Described acetylcysteine gel agent has been had both rapid pain relieving simultaneously, has been prevented and treated ulcer, particularly can suppress to accept the continuous enlargement of Radiotherapy chemotherapy and bone marrow transplantation therapy patient ulcer and the medicinal efficacy of wound healing; Preparation technology is simple, be easy to realize industrial-scale production, and product uniformity is good, stability is high, modest viscosity, active component are single clearly, quality controllability is good, enriched the kind of clinical cancer auxiliary treatment medication, the nursery work for radiotherapy group provides good selection.
Accompanying drawing explanation
Fig. 1 is blank group and accepts oral mucosa photo before radiation.
Fig. 2 is blank group and accepts oral mucosa photo after radiation.
Fig. 3 is that high dose administration group accepts oral mucosa photo after radiation.
Fig. 4 is that middle dosed administration group accepts oral mucosa photo after radiation.
Fig. 5 is that low dosage administration group accepts oral mucosa photo after radiation.

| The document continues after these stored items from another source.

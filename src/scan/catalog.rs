//! Shared per-kind symbol catalog.

use std::collections::{HashMap, HashSet};
use std::path::Path;
use std::time::{Duration, Instant};

use crate::config::LensConfig;
use crate::index::DirectoryIndex;
use crate::kind::DocumentKind;
use crate::scan::{scan_kind, SymbolInfo};

struct CatalogEntry {
    symbols: Vec<SymbolInfo>,
    scanned_at: Instant,
}

/// Symbols of every kind, each kind replaced wholesale on rescan.
///
/// Owned by the lens provider and passed by reference to whatever needs
/// it; there is no ambient global state.
pub struct SymbolCatalog {
    entries: HashMap<DocumentKind, CatalogEntry>,
    stale: HashSet<DocumentKind>,
    ttl: Duration,
}

impl SymbolCatalog {
    pub fn new(ttl: Duration) -> Self {
        Self {
            entries: HashMap::new(),
            stale: HashSet::new(),
            ttl,
        }
    }

    /// Symbols of `kind` from the last scan (empty if never scanned).
    pub fn get(&self, kind: DocumentKind) -> &[SymbolInfo] {
        self.entries
            .get(&kind)
            .map(|entry| entry.symbols.as_slice())
            .unwrap_or(&[])
    }

    /// Replace the symbols of `kind`.
    pub fn replace(&mut self, kind: DocumentKind, symbols: Vec<SymbolInfo>) {
        self.entries.insert(
            kind,
            CatalogEntry {
                symbols,
                scanned_at: Instant::now(),
            },
        );
        self.stale.remove(&kind);
    }

    /// Whether `kind` was never scanned, has expired, or was marked stale.
    pub fn is_stale(&self, kind: DocumentKind) -> bool {
        if self.stale.contains(&kind) {
            return true;
        }
        match self.entries.get(&kind) {
            Some(entry) => entry.scanned_at.elapsed() >= self.ttl,
            None => true,
        }
    }

    /// Mark `kind` for rescan on next use. Current symbols stay readable.
    pub fn invalidate(&mut self, kind: DocumentKind) {
        self.stale.insert(kind);
    }

    /// Rescan `kind` unconditionally.
    pub async fn scan(
        &mut self,
        kind: DocumentKind,
        index: &mut DirectoryIndex,
        config: &LensConfig,
    ) -> &[SymbolInfo] {
        let symbols = scan_kind(kind, index, config).await;
        self.replace(kind, symbols);
        self.get(kind)
    }

    /// Rescan `kind` only when stale.
    pub async fn refresh(
        &mut self,
        kind: DocumentKind,
        index: &mut DirectoryIndex,
        config: &LensConfig,
    ) -> &[SymbolInfo] {
        if self.is_stale(kind) {
            self.scan(kind, index, config).await
        } else {
            self.get(kind)
        }
    }

    /// Look up a symbol by kind and name.
    pub fn find(&self, kind: DocumentKind, name: &str) -> Option<&SymbolInfo> {
        self.get(kind).iter().find(|symbol| symbol.name == name)
    }

    /// Every catalogued symbol defined in `path`, across kinds.
    pub fn defined_in(&self, path: &Path) -> Vec<&SymbolInfo> {
        let mut kinds: Vec<&DocumentKind> = self.entries.keys().collect();
        kinds.sort();
        kinds
            .into_iter()
            .flat_map(|kind| self.get(*kind))
            .filter(|symbol| symbol.defining_path == path)
            .collect()
    }
}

Detailed description of the invention
In order to make those skilled in the art better understand technical scheme of the present invention, below in conjunction with the drawings and the specific embodiments, technical scheme of the present invention is described in further detail.
Embodiment 1
75g purified water is cooled to 10 DEG C, logical N in cooling procedure
2to dissolved oxygen amount < 2ppm (about 1.7ppm), add 10g acetylcysteine, 0.05g ethylenediaminetetraacetic acid, 0.5g sodium citrate and 0.05g sucralose and be uniformly mixed in whipping process, with temperature 10 DEG C, logical N
2the alkaline solution adjust ph to 6.0 of rear dissolved oxygen < 2ppm (about 1.7ppm), after mucolyticum acid dissolve, add 0.1g methyl parahydroxybenzoate and 15g poloxamer (working concentration is 20% (w/v)), improve mixing speed formation whirlpool to dissolve to poloxamer, leave standstill 24h, filter, i.e. obtained acetylcysteine gel agent.
Embodiment 2
70g purified water is cooled to 1 DEG C, logical N in cooling procedure
2to dissolved oxygen amount < 2ppm (about 1.9ppm), add 30g acetylcysteine, 0.1g sodium pyrosulfite and 0.1g sucrose and be uniformly mixed, in whipping process, with temperature 1 DEG C, logical N
2the alkaline solution adjust ph to 7.0 of rear dissolved oxygen < 2ppm (about 1.9ppm), after mucolyticum acid dissolve, add 0.2g sodium benzoate and 20g poloxamer (working concentration is 10% (w/v)), improve mixing speed formation whirlpool to dissolve to poloxamer, leave standstill 12h, filter, i.e. obtained acetylcysteine gel agent.
Embodiment 3
75g purified water is cooled to 20 DEG C, logical N in cooling procedure
2to dissolved oxygen amount < 2ppm (about 1.8ppm), add 20g acetylcysteine, 0.7g sodium thiosulfate and 3.0g aspartame and be uniformly mixed, in whipping process, with temperature 20 DEG C, logical N
2the alkaline solution adjust ph to 5.0 of rear dissolved oxygen < 2ppm (about 1.8ppm), after mucolyticum acid dissolve, add 1.0g potassium sorbate and 13g poloxamer (working concentration is 25% (w/v)), improve mixing speed formation whirlpool to dissolve to poloxamer, leave standstill 18h, add 0.05g Fructus Citri Limoniae essence dissolution filter, i.e. obtained acetylcysteine gel agent.
Embodiment 4
75g purified water is cooled to 5 DEG C, logical N in cooling procedure
2to dissolved oxygen amount < 2ppm (about 1.7ppm), add 20g acetylcysteine, 1.5g sodium sulfite and 1.5g glucose and be uniformly mixed, in whipping process, with temperature 10 DEG C, logical N
2the alkaline solution adjust ph to 6.0 of rear dissolved oxygen < 2ppm (about 1.8ppm), after mucolyticum acid dissolve, add 0.07g ethylparaben and 17g poloxamer (working concentration is 15% (w/v)), improve mixing speed formation whirlpool to dissolve to poloxamer, leave standstill 20h, add 0.1g flavoring orange essence dissolution filter, i.e. obtained acetylcysteine gel agent.
Embodiment 5
75g purified water is cooled to 15 DEG C, logical N in cooling procedure
2to dissolved oxygen amount < 2ppm (about 1.8ppm), add 20g acetylcysteine, 1.0g disodiumedetate and 4.0g xylitol and be uniformly mixed, in whipping process, with temperature 10 DEG C, logical N
2the alkaline solution adjust ph to 7.0 of rear dissolved oxygen < 2ppm (about 1.9ppm), after mucolyticum acid dissolve, add 0.03g ethylparaben, 0.05g methyl parahydroxybenzoate and 20g poloxamer (working concentration is 20% (w/v)), improve mixing speed formation whirlpool to dissolve to poloxamer, leave standstill 15h, add 1.0g strawberry essence dissolution filter, i.e. obtained acetylcysteine gel agent.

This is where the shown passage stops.